|For the Week of June 03, 2013
Union protesters aren't the only ones calling on UC to chop from the top. UCLA history professor David Myers argues in an op-ed piece in the Los Angeles Times that it’s time to reduce the size of the Office of the President (UCOP) bureaucracy, which he calls "a labyrinthine bureaucracy that takes money from the 10 campuses where actual teaching and research happen.” Myers writes that UC can become more responsive by becoming a “confederation of connected but autonomous campuses,” and suggests ways for the regents to devolve power and transfer resources back to the campuses.
UC President Mark Yudof, who is leaving his position on August 31, gave an upbeat interview to the Wall Street Journal about the state of UC. “There are labor strikes and unhappiness among students about tuition rising,” he notes. “Now I think it's a profound time of questioning [and] there is almost a consensus that the financial model is broken.”
At a total compensation of almost $850,000, Yudof is the 8th highest paid president in public higher education, according to a recent report by the Chronicle of Higher Education. Do these top executives get their 6- and 7-figure incomes because they’ve earned them? In “At Universities, Too, the Rich Grow Richer,” retired SUNY history professor Lawrence Wittner contends that the bloated incomes of university presidents are the result of their fundraising prowess.

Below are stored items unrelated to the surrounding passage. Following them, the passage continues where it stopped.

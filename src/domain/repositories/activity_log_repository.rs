// Copyright (c) 2025 Kirky.X
//
// Licensed under the MIT License
// See LICENSE file in the project root for full license information.

use super::audit_run_repository::RepositoryError;
use async_trait::async_trait;
use chrono::{DateTime, Utc};
use serde::{Deserialize, Serialize};
use uuid::Uuid;

/// 活动日志条目
#[derive(Debug, Clone, Serialize, Deserialize)]
pub struct ActivityEntry {
    pub id: Uuid,
    /// 频道，例如 `audits`
    pub channel: String,
    /// 级别：`info` 或 `error`
    pub level: String,
    /// 事件名，例如 `audit.completed`
    pub event: String,
    pub message: String,
    pub user_id: Option<Uuid>,
    pub domain_id: Option<Uuid>,
    /// 关联引用，例如 `audit:{run_id}`
    pub run_ref: Option<String>,
    pub tags: serde_json::Value,
    pub created_at: DateTime<Utc>,
}

impl ActivityEntry {
    pub fn new(
        channel: impl Into<String>,
        level: impl Into<String>,
        event: impl Into<String>,
        message: impl Into<String>,
    ) -> Self {
        Self {
            id: Uuid::new_v4(),
            channel: channel.into(),
            level: level.into(),
            event: event.into(),
            message: message.into(),
            user_id: None,
            domain_id: None,
            run_ref: None,
            tags: serde_json::json!({}),
            created_at: Utc::now(),
        }
    }
}

/// 活动日志仓库特质
#[async_trait]
pub trait ActivityLogRepository: Send + Sync {
    /// 记录一条活动
    async fn log_activity(
        &self,
        channel: &str,
        event: &str,
        message: &str,
        user_id: Option<Uuid>,
        domain_id: Option<Uuid>,
        tags: serde_json::Value,
    ) -> Result<(), RepositoryError>;

    /// 记录一次作业失败
    ///
    /// 以 `{job_name}.failed` 为事件名、`error` 为级别写入，并带上 `run_ref` 便于关联
    #[allow(clippy::too_many_arguments)]
    async fn log_job_failure(
        &self,
        channel: &str,
        job_name: &str,
        error: &str,
        domain_id: Option<Uuid>,
        user_id: Option<Uuid>,
        run_ref: &str,
        tags: serde_json::Value,
    ) -> Result<(), RepositoryError>;

    /// 按关联引用查询活动，按时间先后排序
    async fn find_by_run_ref(&self, run_ref: &str) -> Result<Vec<ActivityEntry>, RepositoryError>;

    /// 按频道查询活动
    async fn find_by_channel(&self, channel: &str) -> Result<Vec<ActivityEntry>, RepositoryError>;
}
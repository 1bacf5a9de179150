// Copyright 2025 Kirky.X
//
// Licensed under the Apache License, Version 2.0 (the "License");
// you may not use this file except in compliance with the License.
// You may obtain a copy of the License at
//
//     http://www.apache.org/licenses/LICENSE-2.0
//
// Unless required by applicable law or agreed to in writing, software
// distributed under the License is distributed on an "AS IS" BASIS,
// WITHOUT WARRANTIES OR CONDITIONS OF ANY KIND, either express or implied.
// See the License for the specific language governing permissions and
// limitations under the License.

use crate::config::settings::DatabaseSettings;
use migration::{Migrator, MigratorTrait};
use sea_orm::{ConnectOptions, Database, DatabaseConnection, DbErr};
use std::time::Duration;
use tracing::info;

/// 创建数据库连接池
///
/// # 参数
///
/// * `settings` - 数据库配置
///
/// # 返回值
///
/// * `Ok(DatabaseConnection)` - 数据库连接
/// * `Err(DbErr)` - 连接过程中出现的错误
pub async fn create_pool(settings: &DatabaseSettings) -> Result<DatabaseConnection, DbErr> {
    let mut opt = ConnectOptions::new(settings.url.to_owned());

    if let Some(max) = settings.max_connections {
        opt.max_connections(max);
    }

    if let Some(min) = settings.min_connections {
        opt.min_connections(min);
    }

    if let Some(timeout) = settings.connect_timeout {
        opt.connect_timeout(Duration::from_secs(timeout));
        opt.acquire_timeout(Duration::from_secs(timeout));
    }

    if let Some(idle) = settings.idle_timeout {
        opt.idle_timeout(Duration::from_secs(idle));
    }

    // Statement logging is noisy at the volume a crawl produces
    opt.max_lifetime(Duration::from_secs(3600))
        .sqlx_logging(false);

    Database::connect(opt).await
}

/// 连接数据库并执行所有未应用的迁移
///
/// # 参数
///
/// * `settings` - 数据库配置
///
/// # 返回值
///
/// * `Ok(DatabaseConnection)` - 已完成迁移的数据库连接
/// * `Err(DbErr)` - 连接或迁移失败
pub async fn connect_and_migrate(settings: &DatabaseSettings) -> Result<DatabaseConnection, DbErr> {
    let db = create_pool(settings).await?;
    info!("Database connection established");

    Migrator::up(&db, None).await?;
    info!("Database migrations applied");

    Ok(db)
}
// Copyright (c) 2025 Kirky.X
//
// Licensed under the MIT License
// See LICENSE file in the project root for full license information.

use url::Url;

use crate::engines::traits::FetchError;

/// 验证 URL 是否可以抓取
///
/// 只接受带主机名的 http/https URL
pub fn validate_fetch_url(url_str: &str) -> Result<Url, FetchError> {
    let url = Url::parse(url_str)
        .map_err(|e| FetchError::UnsupportedUrl(format!("{}: {}", url_str, e)))?;

    if !is_allowed_scheme(&url) {
        return Err(FetchError::UnsupportedUrl(format!(
            "scheme '{}' is not allowed",
            url.scheme()
        )));
    }

    if url.host_str().is_none() {
        return Err(FetchError::UnsupportedUrl(format!(
            "{}: missing host",
            url_str
        )));
    }

    Ok(url)
}

/// 重定向目标是否允许跟随
pub fn is_allowed_scheme(url: &Url) -> bool {
    matches!(url.scheme(), "http" | "https")
}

While there has long been concern about the "carrot" of workplace wellness programs becoming a "stick" down the road, new research indicates that wellness programs don't work and don't save money. Employers may be less likely to impose such programs in an attempt to lower health care costs when the federal government releases the findings of a RAND study mandated by the Affordable Care Act (also known as "Obamacare"). Not only were the savings of these programs "not statistically significant," but workplace wellness “did not catch warning signs of disease or improve health enough to prevent emergencies." The findings may lead employers to drop plans to subsidize the insurance costs of employees who participate in these programs.
With the US Supreme Court expected to rule soon on affirmative action in higher education, the New York Times analyzed the success and failures of efforts by UC and other public institutions to substitute income diversity for racial diversity in admissions. An article by The Atlantic looks at the differing views of affirmative action by race.